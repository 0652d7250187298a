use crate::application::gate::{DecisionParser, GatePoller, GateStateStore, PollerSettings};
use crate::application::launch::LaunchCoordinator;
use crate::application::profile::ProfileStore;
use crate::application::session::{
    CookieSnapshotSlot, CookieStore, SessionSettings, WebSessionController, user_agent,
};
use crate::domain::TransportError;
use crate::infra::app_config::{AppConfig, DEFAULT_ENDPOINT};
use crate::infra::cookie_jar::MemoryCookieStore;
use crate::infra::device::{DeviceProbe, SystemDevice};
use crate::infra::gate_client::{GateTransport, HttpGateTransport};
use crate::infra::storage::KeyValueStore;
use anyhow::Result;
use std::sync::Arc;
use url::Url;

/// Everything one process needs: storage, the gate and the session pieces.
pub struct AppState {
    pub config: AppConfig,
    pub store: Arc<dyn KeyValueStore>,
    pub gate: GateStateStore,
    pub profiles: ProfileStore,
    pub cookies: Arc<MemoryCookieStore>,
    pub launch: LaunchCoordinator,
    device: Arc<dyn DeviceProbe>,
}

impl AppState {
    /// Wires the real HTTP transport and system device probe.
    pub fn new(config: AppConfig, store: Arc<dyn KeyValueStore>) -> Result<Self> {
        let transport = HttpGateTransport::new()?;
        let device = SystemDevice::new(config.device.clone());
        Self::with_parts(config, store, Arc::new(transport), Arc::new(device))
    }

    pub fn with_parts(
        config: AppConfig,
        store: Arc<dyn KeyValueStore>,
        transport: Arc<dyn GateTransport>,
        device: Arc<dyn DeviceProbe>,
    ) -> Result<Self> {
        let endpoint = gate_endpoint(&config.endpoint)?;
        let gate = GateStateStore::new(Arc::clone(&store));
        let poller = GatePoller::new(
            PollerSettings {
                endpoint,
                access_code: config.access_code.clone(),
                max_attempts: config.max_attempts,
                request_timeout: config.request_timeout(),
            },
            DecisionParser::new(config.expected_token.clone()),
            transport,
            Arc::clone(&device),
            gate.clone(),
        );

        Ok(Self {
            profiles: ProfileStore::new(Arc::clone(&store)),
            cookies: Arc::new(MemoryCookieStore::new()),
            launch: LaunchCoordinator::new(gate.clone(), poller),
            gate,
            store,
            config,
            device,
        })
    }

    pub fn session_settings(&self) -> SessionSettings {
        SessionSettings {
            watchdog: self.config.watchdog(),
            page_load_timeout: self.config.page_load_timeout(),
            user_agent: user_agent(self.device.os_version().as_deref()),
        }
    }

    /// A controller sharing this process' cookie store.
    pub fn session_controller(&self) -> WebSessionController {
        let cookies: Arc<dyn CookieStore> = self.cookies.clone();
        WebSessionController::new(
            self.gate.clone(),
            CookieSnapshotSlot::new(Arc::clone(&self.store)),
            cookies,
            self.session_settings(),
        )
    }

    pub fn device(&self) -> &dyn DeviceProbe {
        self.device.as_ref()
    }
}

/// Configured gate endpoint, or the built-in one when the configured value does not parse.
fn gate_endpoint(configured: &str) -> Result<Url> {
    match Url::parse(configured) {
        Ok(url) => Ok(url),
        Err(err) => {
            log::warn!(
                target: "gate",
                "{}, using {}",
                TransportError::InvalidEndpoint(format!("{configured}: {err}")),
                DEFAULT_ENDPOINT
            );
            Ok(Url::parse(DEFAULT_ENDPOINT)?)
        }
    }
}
==
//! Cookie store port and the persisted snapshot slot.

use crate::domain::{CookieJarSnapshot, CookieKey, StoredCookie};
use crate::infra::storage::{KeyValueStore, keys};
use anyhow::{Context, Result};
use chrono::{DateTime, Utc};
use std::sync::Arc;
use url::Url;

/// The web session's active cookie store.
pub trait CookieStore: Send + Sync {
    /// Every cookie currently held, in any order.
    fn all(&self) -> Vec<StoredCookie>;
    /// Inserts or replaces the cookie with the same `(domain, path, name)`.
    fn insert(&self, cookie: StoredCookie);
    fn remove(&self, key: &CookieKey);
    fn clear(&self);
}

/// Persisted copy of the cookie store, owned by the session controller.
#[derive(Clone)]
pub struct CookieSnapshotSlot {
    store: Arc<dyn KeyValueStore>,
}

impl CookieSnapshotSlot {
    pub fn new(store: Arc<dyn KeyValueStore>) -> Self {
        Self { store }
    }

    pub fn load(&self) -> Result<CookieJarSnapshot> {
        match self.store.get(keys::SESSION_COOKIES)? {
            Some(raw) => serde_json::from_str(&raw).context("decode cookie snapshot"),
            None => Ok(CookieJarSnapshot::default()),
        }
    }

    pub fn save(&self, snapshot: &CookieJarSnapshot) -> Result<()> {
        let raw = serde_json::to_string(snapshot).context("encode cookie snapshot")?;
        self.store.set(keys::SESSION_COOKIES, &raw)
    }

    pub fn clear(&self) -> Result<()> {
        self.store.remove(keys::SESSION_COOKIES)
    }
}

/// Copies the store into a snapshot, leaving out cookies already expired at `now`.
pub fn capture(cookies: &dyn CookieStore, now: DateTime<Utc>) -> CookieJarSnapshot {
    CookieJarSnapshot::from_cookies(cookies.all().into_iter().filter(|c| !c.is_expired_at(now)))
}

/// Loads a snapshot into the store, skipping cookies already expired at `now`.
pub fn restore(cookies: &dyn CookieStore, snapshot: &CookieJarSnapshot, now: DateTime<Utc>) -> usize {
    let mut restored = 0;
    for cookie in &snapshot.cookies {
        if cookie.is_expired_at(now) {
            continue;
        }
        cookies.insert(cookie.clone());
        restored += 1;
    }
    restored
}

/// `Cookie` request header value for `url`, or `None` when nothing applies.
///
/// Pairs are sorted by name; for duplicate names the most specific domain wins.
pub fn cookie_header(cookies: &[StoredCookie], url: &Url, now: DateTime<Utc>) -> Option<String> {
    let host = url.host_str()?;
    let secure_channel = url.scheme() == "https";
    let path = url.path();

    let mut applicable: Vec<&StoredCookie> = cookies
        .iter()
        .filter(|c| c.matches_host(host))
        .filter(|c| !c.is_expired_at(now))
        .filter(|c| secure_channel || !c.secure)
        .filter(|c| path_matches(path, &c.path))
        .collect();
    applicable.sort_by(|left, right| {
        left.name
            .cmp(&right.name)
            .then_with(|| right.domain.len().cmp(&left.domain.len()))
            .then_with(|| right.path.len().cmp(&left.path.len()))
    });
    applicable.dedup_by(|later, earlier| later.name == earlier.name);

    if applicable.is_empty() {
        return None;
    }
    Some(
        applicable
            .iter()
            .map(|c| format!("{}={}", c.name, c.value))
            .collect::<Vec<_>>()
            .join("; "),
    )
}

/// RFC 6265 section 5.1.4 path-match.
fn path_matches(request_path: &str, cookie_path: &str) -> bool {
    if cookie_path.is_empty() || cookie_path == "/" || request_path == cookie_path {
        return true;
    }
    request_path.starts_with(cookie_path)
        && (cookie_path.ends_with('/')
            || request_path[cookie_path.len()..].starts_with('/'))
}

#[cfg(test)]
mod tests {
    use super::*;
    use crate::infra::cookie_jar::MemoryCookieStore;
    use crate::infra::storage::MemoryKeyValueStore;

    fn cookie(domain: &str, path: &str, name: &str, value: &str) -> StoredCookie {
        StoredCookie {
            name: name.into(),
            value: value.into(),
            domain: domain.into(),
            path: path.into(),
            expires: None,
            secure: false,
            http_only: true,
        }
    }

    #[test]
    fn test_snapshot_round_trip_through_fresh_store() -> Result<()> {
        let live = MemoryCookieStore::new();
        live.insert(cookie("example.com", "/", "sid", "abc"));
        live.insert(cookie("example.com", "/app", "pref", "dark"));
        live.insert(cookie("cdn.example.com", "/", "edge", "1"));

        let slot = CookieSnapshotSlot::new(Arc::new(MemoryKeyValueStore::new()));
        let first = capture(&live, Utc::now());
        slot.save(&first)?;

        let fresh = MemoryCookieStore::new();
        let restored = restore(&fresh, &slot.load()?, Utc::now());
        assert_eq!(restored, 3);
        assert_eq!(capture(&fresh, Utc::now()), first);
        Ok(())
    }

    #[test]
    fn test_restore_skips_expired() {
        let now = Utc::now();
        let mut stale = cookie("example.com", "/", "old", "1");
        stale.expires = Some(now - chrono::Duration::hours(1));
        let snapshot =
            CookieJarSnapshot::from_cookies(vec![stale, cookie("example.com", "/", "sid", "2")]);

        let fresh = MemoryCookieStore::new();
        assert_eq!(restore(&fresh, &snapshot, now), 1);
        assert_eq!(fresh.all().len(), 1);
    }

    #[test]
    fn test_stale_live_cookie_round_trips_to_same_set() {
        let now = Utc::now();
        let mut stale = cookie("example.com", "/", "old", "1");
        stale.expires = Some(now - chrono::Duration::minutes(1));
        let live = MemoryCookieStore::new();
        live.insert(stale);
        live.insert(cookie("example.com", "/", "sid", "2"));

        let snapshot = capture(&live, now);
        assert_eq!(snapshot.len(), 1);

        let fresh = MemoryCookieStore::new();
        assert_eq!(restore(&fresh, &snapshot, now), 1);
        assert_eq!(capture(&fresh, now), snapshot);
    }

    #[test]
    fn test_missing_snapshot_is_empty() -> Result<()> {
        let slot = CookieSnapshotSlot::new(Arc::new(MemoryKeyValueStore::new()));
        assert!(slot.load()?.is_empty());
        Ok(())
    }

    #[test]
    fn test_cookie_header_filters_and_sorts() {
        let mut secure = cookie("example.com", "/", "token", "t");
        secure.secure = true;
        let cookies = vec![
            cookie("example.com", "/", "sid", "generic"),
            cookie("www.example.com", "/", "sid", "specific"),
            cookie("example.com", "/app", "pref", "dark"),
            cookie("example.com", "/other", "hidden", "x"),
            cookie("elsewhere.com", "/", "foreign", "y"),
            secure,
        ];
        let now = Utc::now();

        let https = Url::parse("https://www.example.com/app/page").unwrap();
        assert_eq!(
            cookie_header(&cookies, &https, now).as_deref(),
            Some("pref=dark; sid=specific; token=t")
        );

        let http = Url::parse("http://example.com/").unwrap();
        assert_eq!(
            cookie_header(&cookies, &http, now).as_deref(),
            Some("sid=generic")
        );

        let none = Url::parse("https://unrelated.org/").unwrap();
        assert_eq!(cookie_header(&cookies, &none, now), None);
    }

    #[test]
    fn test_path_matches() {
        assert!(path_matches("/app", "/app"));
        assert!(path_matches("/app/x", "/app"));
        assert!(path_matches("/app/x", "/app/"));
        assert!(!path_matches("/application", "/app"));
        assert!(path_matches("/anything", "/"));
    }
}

Task to carry out> Copy out whichever lines of the listing contain the word "when".

Task output>
/// Configured gate endpoint, or the built-in one when the configured value does not parse.
/// `Cookie` request header value for `url`, or `None` when nothing applies.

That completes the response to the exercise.